Al momento gli investigatori non escludono alcuna ipotesi. Gli uomini della Squadra Mobile stanno ricostruendo, minuto dopo minuto, le ultime ore di vita del 44enne per capire cosa sia accaduto all’interno dell’abitazione. Originario della provincia di Napoli, Sergio si stava trasferendo in città.
A fare la drammatica scoperta, nella tarda mattinata di oggi, è stato il padre. Del figlio non aveva più notizie dalla serata precedente. Raggiunta l’abitazione, ha trovato il corpo senza vita e ha immediatamente dato l’allarme.
I primi accertamenti, eseguiti sul posto dal medico legale Elena Picciocchi insieme agli specialisti della Polizia Scientifica, non hanno consentito di stabilire con certezza la causa della morte. Sarà l’autopsia, dunque, a fornire risposte sulle cause del decesso.

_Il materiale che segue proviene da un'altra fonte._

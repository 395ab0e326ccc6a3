//! `nr-tensor` - Tensor metadata and host-side buffers for npu-runtime.
//!
//! This crate provides:
//! - A `Shape` type wrapping dimension sizes
//! - Element type definitions keyed by the model container's type codes
//! - Affine quantization parameters (`QuantParams`)
//! - A `HostBuffer` with a fixed capacity and a movable data window
//! - A borrowed `TensorView` with typed decoding to f32

pub mod buffer;
pub mod elem_type;
pub mod error;
pub mod quant;
pub mod shape;
pub mod view;

// Re-export primary types at the crate root for convenience.
pub use buffer::HostBuffer;
pub use elem_type::ElemType;
pub use error::{Result, TensorError};
pub use quant::QuantParams;
pub use shape::Shape;
pub use view::TensorView;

Sul luogo del ritrovamento sono intervenuti il procuratore facente funzione Francesco Raffaele, il capo della Squadra Mobile Antonio Concas e gli agenti della Polizia Scientifica, che hanno eseguito un lungo sopralluogo nell’appartamento e ispezionato anche l’autovettura della vittima. Ogni elemento utile è stato repertato. Le indagini proseguono per ricostruire l’esatta dinamica dei fatti.